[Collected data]
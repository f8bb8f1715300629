// This file is part of vlfdcore, the device-interaction core for programming and clock-driving VLFD lab FPGA boards.
//
// Copyright 2025 The vlfdcore Authors
//
// SPDX-License-Identifier: GPL-3.0-only
//
// vlfdcore is free software: you can redistribute it and/or modify it under the terms of the GNU General Public License version 3, as published by the Free Software Foundation.
//
// vlfdcore is distributed in the hope that it will be useful, but WITHOUT ANY WARRANTY; without even the implied warranties of MERCHANTABILITY, SATISFACTORY QUALITY, or FITNESS FOR A PARTICULAR PURPOSE.  See the GNU General Public License for more details.
//
// You should have received a copy of the GNU General Public License along with this program.  If not, see http://www.gnu.org/licenses/.

//! The transport seam between the core and the physical device.
//!
//! A [`Transport`] is a purely mechanical conduit: it can push a bitstream
//! into the FPGA's configuration port and it can perform one paired
//! write+read word exchange. It knows nothing about programming phases,
//! clocking, or device state - those live in the controllers above it.
//!
//! The VLFD wire protocol exchanges a word in both directions in a single
//! physical transaction, which is why [`Transport::transact`] takes the
//! outgoing word and resolves to the incoming one rather than offering
//! separate read and write operations.
//!
//! Drivers for real hardware implement this trait; [`TimedTransport`] wraps
//! any driver to bound every operation with a timeout, and
//! [`loopback::LoopbackTransport`] is a stand-in driver for development
//! without a board attached.

use crate::error::TransportError;
use std::future::Future;
use std::time::Duration;

pub mod loopback;

/// The fixed-width data unit exchanged with the device on every tick.
pub type Word = u16;

/// A bidirectional, asynchronous link to one physical device.
///
/// Methods take `&mut self`: a transport carries at most one outstanding
/// operation at a time, and exclusivity is enforced by the borrow rather
/// than by internal locking.
pub trait Transport: Send + 'static {
    /// Send one word and resolve to the word read back in the same physical
    /// exchange.
    fn transact(
        &mut self,
        word: Word,
    ) -> impl Future<Output = Result<Word, TransportError>> + Send;

    /// Transfer a complete bitstream image to the device's configuration
    /// port.
    fn send_bitstream(
        &mut self,
        image: &[u8],
    ) -> impl Future<Output = Result<(), TransportError>> + Send;
}

/// Wraps a driver so that no operation can hang forever.
///
/// An operation that does not complete within its bound fails with
/// [`TransportError::Timeout`] instead. Word transactions and bitstream
/// transfers carry separate bounds since a transfer legitimately takes
/// orders of magnitude longer.
#[derive(Debug)]
pub struct TimedTransport<T> {
    inner: T,
    transaction_timeout: Duration,
    programming_timeout: Duration,
}

impl<T: Transport> TimedTransport<T> {
    /// Wrap `inner` with the crate's default timeouts from [`crate::config`].
    pub fn new(inner: T) -> Self {
        TimedTransport {
            inner,
            transaction_timeout: crate::config::TRANSACTION_TIMEOUT,
            programming_timeout: crate::config::PROGRAMMING_TIMEOUT,
        }
    }

    /// Wrap `inner` with explicit timeouts.
    pub fn with_timeouts(inner: T, transaction: Duration, programming: Duration) -> Self {
        TimedTransport {
            inner,
            transaction_timeout: transaction,
            programming_timeout: programming,
        }
    }
}

impl<T: Transport> Transport for TimedTransport<T> {
    async fn transact(&mut self, word: Word) -> Result<Word, TransportError> {
        match tokio::time::timeout(self.transaction_timeout, self.inner.transact(word)).await {
            Ok(result) => result,
            Err(_) => Err(TransportError::Timeout),
        }
    }

    async fn send_bitstream(&mut self, image: &[u8]) -> Result<(), TransportError> {
        match tokio::time::timeout(self.programming_timeout, self.inner.send_bitstream(image)).await
        {
            Ok(result) => result,
            Err(_) => Err(TransportError::Timeout),
        }
    }
}
// This file is part of vlfdcore, the device-interaction core for programming and clock-driving VLFD lab FPGA boards.
//
// Copyright 2025 The vlfdcore Authors
//
// SPDX-License-Identifier: GPL-3.0-only
//
// vlfdcore is free software: you can redistribute it and/or modify it under the terms of the GNU General Public License version 3, as published by the Free Software Foundation.
//
// vlfdcore is distributed in the hope that it will be useful, but WITHOUT ANY WARRANTY; without even the implied warranties of MERCHANTABILITY, SATISFACTORY QUALITY, or FITNESS FOR A PARTICULAR PURPOSE.  See the GNU General Public License for more details.
//
// You should have received a copy of the GNU General Public License along with this program.  If not, see http://www.gnu.org/licenses/.

//! The single entry point external collaborators use.
//!
//! [`Device`] composes the program and run controllers over one shared
//! transport and owns the [`DeviceState`] exclusively. It enforces the two
//! cross-controller invariants:
//! - running is gated on a programmed device (`start` fails with
//!   [`DeviceError::NotReady`] otherwise), and
//! - programming is rejected while running ([`DeviceError::Busy`]),
//!
//! which together guarantee the two controllers never contend for the
//! transport. Child events are re-published on a single notification
//! channel, each tagged with the [`DeviceState`] that resulted from it.
//!
//! `Programming` and `Running` are entered synchronously when a command is
//! accepted, so conflicting commands racing the event pump are rejected
//! deterministically. Completion states (`Programmed`, `ProgramFailed`,
//! `Stopped`) are entered only when the corresponding child operation
//! completes.

use crate::error::{DeviceError, ProgramError, RunError};
use crate::event::{DeviceEvent, DeviceNotification, DeviceState};
use crate::program::{Bitstream, ProgramController};
use crate::run::RunController;
use crate::transport::{TimedTransport, Transport, Word};
use log::{info, trace};
use std::path::Path;
use std::sync::{Arc, Mutex};
use tokio::sync::mpsc;

/// Facade over one physical device: programs it, runs it, publishes its
/// events.
pub struct Device<T> {
    state: Arc<Mutex<DeviceState>>,
    program: ProgramController<T>,
    run: RunController<T>,
}

impl<T: Transport> Device<TimedTransport<T>> {
    /// Build a device over `transport` and return it together with the
    /// receiving end of its notification channel.
    ///
    /// The driver is wrapped in a [`TimedTransport`] so no transaction can
    /// hang forever. Must be called within a tokio runtime: the facade
    /// spawns an event pump task, and the controllers spawn their work
    /// tasks on demand.
    pub fn new(
        transport: T,
    ) -> (
        Device<TimedTransport<T>>,
        mpsc::UnboundedReceiver<DeviceNotification>,
    ) {
        Device::with_transport(TimedTransport::new(transport))
    }
}

impl<T: Transport> Device<T> {
    /// Build a device over a transport used as-is, without the default
    /// timeout wrapper. For drivers that bound their own operations, or for
    /// a [`TimedTransport`] with non-default timeouts.
    pub fn with_transport(transport: T) -> (Device<T>, mpsc::UnboundedReceiver<DeviceNotification>) {
        let transport = Arc::new(tokio::sync::Mutex::new(transport));
        let (events_tx, events_rx) = mpsc::unbounded_channel();
        let (notifications_tx, notifications_rx) = mpsc::unbounded_channel();
        let state = Arc::new(Mutex::new(DeviceState::Unprogrammed));
        tokio::spawn(event_pump(events_rx, Arc::clone(&state), notifications_tx));
        let device = Device {
            state,
            program: ProgramController::new(Arc::clone(&transport), events_tx.clone()),
            run: RunController::new(transport, events_tx),
        };
        (device, notifications_rx)
    }

    /// The current device state.
    pub fn state(&self) -> DeviceState {
        *self.state.lock().expect("device state lock poisoned")
    }

    /// Load the bitstream at `path` and begin programming the device.
    ///
    /// Validation is synchronous; the transfer itself completes
    /// asynchronously and is reported as a `ProgramSucceeded` or
    /// `ProgramFailed` notification.
    pub fn program(&self, path: impl AsRef<Path>) -> Result<(), DeviceError> {
        let path = path.as_ref();
        info!("program requested with bitstream path {path:?}");
        self.program_image_inner(|| Bitstream::load(path))
    }

    /// Begin programming the device with an already-loaded image.
    pub fn program_image(&self, bitstream: Bitstream) -> Result<(), DeviceError> {
        info!("program requested with in-memory image {:?}", bitstream.path());
        self.program_image_inner(|| Ok(bitstream))
    }

    fn program_image_inner(
        &self,
        load: impl FnOnce() -> Result<Bitstream, ProgramError>,
    ) -> Result<(), DeviceError> {
        let mut state = self.state.lock().expect("device state lock poisoned");
        match *state {
            DeviceState::Running => Err(DeviceError::Busy(
                "cannot program while the device is running; stop the run first".into(),
            )),
            DeviceState::Programming => Err(ProgramError::Busy.into()),
            DeviceState::Programmed | DeviceState::Stopped => Err(DeviceError::Busy(
                "device already holds a programmed image".into(),
            )),
            DeviceState::Unprogrammed | DeviceState::ProgramFailed => {
                let bitstream = load()?;
                self.program.program(bitstream)?;
                *state = DeviceState::Programming;
                Ok(())
            }
        }
    }

    /// Begin the clocked run loop.
    ///
    /// Forwarded to the run controller only when the device is `Programmed`
    /// or `Stopped`; a no-op when already `Running`.
    pub fn start(&self) -> Result<(), DeviceError> {
        let mut state = self.state.lock().expect("device state lock poisoned");
        match *state {
            DeviceState::Programmed | DeviceState::Stopped => {
                *state = DeviceState::Running;
                self.run.start();
                Ok(())
            }
            DeviceState::Running => {
                trace!("start requested while already running; ignored");
                Ok(())
            }
            other => Err(DeviceError::NotReady {
                state: other,
                source: RunError::NotProgrammed,
            }),
        }
    }

    /// Request the run loop to stop after the current tick.
    pub fn stop(&self) {
        self.run.stop();
    }

    /// Set the clock frequency in Hz. Takes effect from the next tick.
    pub fn set_frequency(&self, hz: u32) -> Result<(), DeviceError> {
        self.run.set_frequency(hz)?;
        Ok(())
    }

    /// Cache the word to send on the next tick (last-value-hold).
    pub fn supply_write_word(&self, word: Word) {
        self.run.supply_write_word(word);
    }
}

impl<T> Drop for Device<T> {
    fn drop(&mut self) {
        // The tick loop holds its own handles on the transport and event
        // channel; without this it would keep transacting with nothing
        // left able to stop it.
        self.run.stop();
    }
}

/// Applies each child event's state transition and re-publishes it tagged
/// with the resulting state.
async fn event_pump(
    mut events: mpsc::UnboundedReceiver<DeviceEvent>,
    state: Arc<Mutex<DeviceState>>,
    notifications: mpsc::UnboundedSender<DeviceNotification>,
) {
    while let Some(event) = events.recv().await {
        let state_after = {
            let mut state = state.lock().expect("device state lock poisoned");
            match event {
                DeviceEvent::ProgramSucceeded => *state = DeviceState::Programmed,
                DeviceEvent::ProgramFailed { .. } => *state = DeviceState::ProgramFailed,
                DeviceEvent::Stopped => *state = DeviceState::Stopped,
                DeviceEvent::Started
                | DeviceEvent::TransactionReady { .. }
                | DeviceEvent::TransactionError { .. }
                | DeviceEvent::WriteWordRequested => {}
            }
            *state
        };
        trace!("forwarding {event:?} in state {state_after}");
        if notifications
            .send(DeviceNotification {
                event,
                state: state_after,
            })
            .is_err()
        {
            // Subscriber gone; keep pumping so state transitions still apply.
            trace!("notification subscriber dropped");
        }
    }
}
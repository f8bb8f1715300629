// This file is part of vlfdcore, the device-interaction core for programming and clock-driving VLFD lab FPGA boards.
//
// Copyright 2025 The vlfdcore Authors
//
// SPDX-License-Identifier: GPL-3.0-only
//
// vlfdcore is free software: you can redistribute it and/or modify it under the terms of the GNU General Public License version 3, as published by the Free Software Foundation.
//
// vlfdcore is distributed in the hope that it will be useful, but WITHOUT ANY WARRANTY; without even the implied warranties of MERCHANTABILITY, SATISFACTORY QUALITY, or FITNESS FOR A PARTICULAR PURPOSE.  See the GNU General Public License for more details.
//
// You should have received a copy of the GNU General Public License along with this program.  If not, see http://www.gnu.org/licenses/.

//! Error taxonomy for the device-interaction core.
//!
//! Each phase of device interaction has its own error type so callers can
//! tell validation failures, programming failures, and transport failures
//! apart without string matching:
//! - [`TransportError`] - failures of the physical link itself
//! - [`ProgramError`] - bitstream validation and transfer failures
//! - [`RunError`] - preconditions of the clocked run loop
//! - [`ConfigError`] - rejected configuration values
//! - [`DeviceError`] - cross-phase conflicts raised by the device facade,
//!   which also wraps the per-phase errors for a single command-level type
//!
//! Validation errors are returned synchronously from the command that caused
//! them. Failures of in-flight asynchronous operations are never returned;
//! they arrive as events carrying the rendered error message.

use crate::event::DeviceState;
use std::path::PathBuf;

/// Errors of the physical transport link.
///
/// Per-tick transport errors are non-fatal for a run, with the exception of
/// [`TransportError::Disconnected`] which ends the run.
#[derive(Debug, thiserror::Error)]
pub enum TransportError {
    #[error("TransportError::Timeout: device did not answer within the transaction timeout")]
    Timeout,
    #[error("TransportError::Disconnected: device connection lost")]
    Disconnected,
    #[error("TransportError::Protocol: {0}")]
    Protocol(String),
}

/// Errors of a bitstream programming attempt.
#[derive(Debug, thiserror::Error)]
pub enum ProgramError {
    #[error("ProgramError::InvalidImage: {0}")]
    InvalidImage(String),
    #[error("ProgramError::ImageRead: An IO error occurred when reading bitstream {file:?}: {e}")]
    ImageRead { file: PathBuf, e: std::io::Error },
    #[error("ProgramError::Busy: a programming operation is already in flight")]
    Busy,
    #[error("ProgramError::Transfer: bitstream transfer failed: {0}")]
    Transfer(#[from] TransportError),
}

/// Preconditions of the run loop, checked by the device facade.
#[derive(Debug, thiserror::Error)]
pub enum RunError {
    #[error("RunError::NotProgrammed: the device holds no programmed bitstream")]
    NotProgrammed,
}

/// Rejected configuration values.
#[derive(Debug, thiserror::Error)]
pub enum ConfigError {
    #[error(
        "ConfigError::InvalidFrequency: frequency must be between 1 and {max} Hz, got {0}",
        max = crate::config::MAX_FREQUENCY_HZ
    )]
    InvalidFrequency(u32),
}

/// Command-level errors raised by the device facade.
///
/// `NotReady` and `Busy` are cross-phase conflicts the facade itself detects;
/// the remaining variants wrap the per-phase errors so every facade command
/// returns one error type.
#[derive(Debug, thiserror::Error)]
pub enum DeviceError {
    #[error("DeviceError::NotReady: cannot start while device is {state}: {source}")]
    NotReady {
        state: DeviceState,
        source: RunError,
    },
    #[error("DeviceError::Busy: {0}")]
    Busy(String),
    #[error(transparent)]
    Program(#[from] ProgramError),
    #[error(transparent)]
    Config(#[from] ConfigError),
}
/*!
 * Signal Types
 * Supervised signal set, handler actions, and command request shapes
 */

use serde::Serialize;
use thiserror::Error;

/// Signal operation result
pub type SignalResult<T> = Result<T, SignalError>;

/// Signal errors
#[derive(Error, Debug, Clone, PartialEq, Eq)]
pub enum SignalError {
    #[error("unknown signal: {0}")]
    UnknownSignal(i32),
}

/// Signals the supervisor reacts to
#[derive(Debug, Clone, Copy, PartialEq, Eq, Hash)]
#[repr(i32)]
pub enum Signal {
    /// Hangup detected on controlling terminal
    Hup = 1,
    /// Interrupt from keyboard (Ctrl+C)
    Int = 2,
    /// Quit from keyboard (Ctrl+\)
    Quit = 3,
    /// Termination signal
    Term = 15,
    /// Child process stopped or terminated
    Chld = 17,
    /// Window resize signal
    Winch = 28,
}

impl Signal {
    /// Convert from signal number
    pub fn from_number(n: i32) -> SignalResult<Self> {
        match n {
            1 => Ok(Signal::Hup),
            2 => Ok(Signal::Int),
            3 => Ok(Signal::Quit),
            15 => Ok(Signal::Term),
            17 => Ok(Signal::Chld),
            28 => Ok(Signal::Winch),
            _ => Err(SignalError::UnknownSignal(n)),
        }
    }

    /// Get signal number
    pub fn number(self) -> i32 {
        self as i32
    }

    /// Canonical name used in log output
    pub const fn canonical_name(self) -> &'static str {
        match self {
            Signal::Hup => "SIG_HUP",
            Signal::Int => "SIG_INT",
            Signal::Quit => "SIG_QUIT",
            Signal::Term => "SIG_TERM",
            Signal::Chld => "SIG_CHLD",
            Signal::Winch => "SIG_WINCH",
        }
    }

    /// Handler for this signal, resolved on the loop thread only.
    ///
    /// A closed static mapping: no dynamic name lookup happens anywhere in
    /// the signal path.
    pub const fn action(self) -> SignalAction {
        match self {
            Signal::Term | Signal::Int | Signal::Quit => SignalAction::Quit,
            Signal::Hup => SignalAction::ReloadGraceful,
            // Reaping belongs to the periodic management cycle
            Signal::Chld | Signal::Winch => SignalAction::Ignore,
        }
    }
}

/// What the loop-thread handler does with a delivered signal
#[derive(Debug, Clone, Copy, PartialEq, Eq)]
pub enum SignalAction {
    /// Dispatch a "quit" command
    Quit,
    /// Dispatch a "reload" command with graceful=true
    ReloadGraceful,
    /// Log and drop
    Ignore,
}

/// Serialized command request handed to the dispatcher
#[derive(Debug, Clone, Serialize)]
pub struct CommandRequest {
    pub command: &'static str,
    pub properties: serde_json::Value,
}

impl CommandRequest {
    pub fn quit() -> Self {
        Self {
            command: "quit",
            properties: serde_json::json!({}),
        }
    }

    pub fn reload_graceful() -> Self {
        Self {
            command: "reload",
            properties: serde_json::json!({ "graceful": true }),
        }
    }
}

/// Command-dispatch entry point of the embedding supervisor.
///
/// Receives JSON-object text such as `{"command":"quit","properties":{}}`;
/// transport and response routing live outside this crate.
pub trait Dispatcher: Send + Sync {
    fn dispatch(&self, request: &[u8]);
}

#[cfg(test)]
mod tests {
    use super::*;
    use pretty_assertions::assert_eq;

    #[test]
    fn test_signal_from_number() {
        assert_eq!(Signal::from_number(15).unwrap(), Signal::Term);
        assert_eq!(Signal::from_number(1).unwrap(), Signal::Hup);
        assert_eq!(Signal::from_number(2).unwrap(), Signal::Int);
        assert_eq!(Signal::from_number(99), Err(SignalError::UnknownSignal(99)));
    }

    #[test]
    fn test_canonical_names() {
        assert_eq!(Signal::Term.canonical_name(), "SIG_TERM");
        assert_eq!(Signal::Hup.canonical_name(), "SIG_HUP");
        assert_eq!(Signal::Winch.canonical_name(), "SIG_WINCH");
    }

    #[test]
    fn test_action_mapping() {
        assert_eq!(Signal::Term.action(), SignalAction::Quit);
        assert_eq!(Signal::Int.action(), SignalAction::Quit);
        assert_eq!(Signal::Quit.action(), SignalAction::Quit);
        assert_eq!(Signal::Hup.action(), SignalAction::ReloadGraceful);
        assert_eq!(Signal::Chld.action(), SignalAction::Ignore);
        assert_eq!(Signal::Winch.action(), SignalAction::Ignore);
    }

    #[test]
    fn test_command_request_shapes() {
        let quit = serde_json::to_value(CommandRequest::quit()).unwrap();
        assert_eq!(
            quit,
            serde_json::json!({ "command": "quit", "properties": {} })
        );

        let reload = serde_json::to_value(CommandRequest::reload_graceful()).unwrap();
        assert_eq!(
            reload,
            serde_json::json!({ "command": "reload", "properties": { "graceful": true } })
        );
    }
}
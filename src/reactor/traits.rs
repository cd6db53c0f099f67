/*!
 * Reactor Traits
 * Single-threaded event loop seam
 */

use super::types::{Interest, ReactorResult, ReadHandler, ScheduledCallback};
use crate::core::types::Fd;

/// Single-threaded I/O event loop the supervisor core runs against.
///
/// Implementations dispatch registered handlers and scheduled callbacks on
/// one loop thread. `schedule_from_signal` is the only entry point that may
/// be called from interrupt context.
pub trait EventLoop: Send + Sync {
    /// Register a readiness handler for `fd`.
    ///
    /// Fails with [`ReactorError::AddedTwice`](super::ReactorError) if the
    /// descriptor already has a handler and no intervening remove occurred.
    fn add_handler(&self, fd: Fd, handler: ReadHandler, interest: Interest) -> ReactorResult<()>;

    /// Remove the handler for `fd`. Safe no-op when none is registered.
    fn remove_handler(&self, fd: Fd);

    /// Queue `callback` to run on the loop thread.
    ///
    /// Must be async-signal-safe: no locks shared with the loop thread, no
    /// allocation beyond the callback itself. Fails with
    /// [`ReactorError::LoopClosed`](super::ReactorError) when the loop is
    /// unusable.
    fn schedule_from_signal(&self, callback: ScheduledCallback) -> ReactorResult<()>;
}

**Work to be completed**
Retype exactly, and only, the lines above from the one where "its notification channel." occurs up to and including the one where "with non-default timeouts." occurs.

**Answer area**
    /// receiving end of its notification channel.
    ///
    /// The driver is wrapped in a [`TimedTransport`] so no transaction can
    /// hang forever. Must be called within a tokio runtime: the facade
    /// spawns an event pump task, and the controllers spawn their work
    /// tasks on demand.
    pub fn new(
        transport: T,
    ) -> (
        Device<TimedTransport<T>>,
        mpsc::UnboundedReceiver<DeviceNotification>,
    ) {
        Device::with_transport(TimedTransport::new(transport))
    }
}

impl<T: Transport> Device<T> {
    /// Build a device over a transport used as-is, without the default
    /// timeout wrapper. For drivers that bound their own operations, or for
    /// a [`TimedTransport`] with non-default timeouts.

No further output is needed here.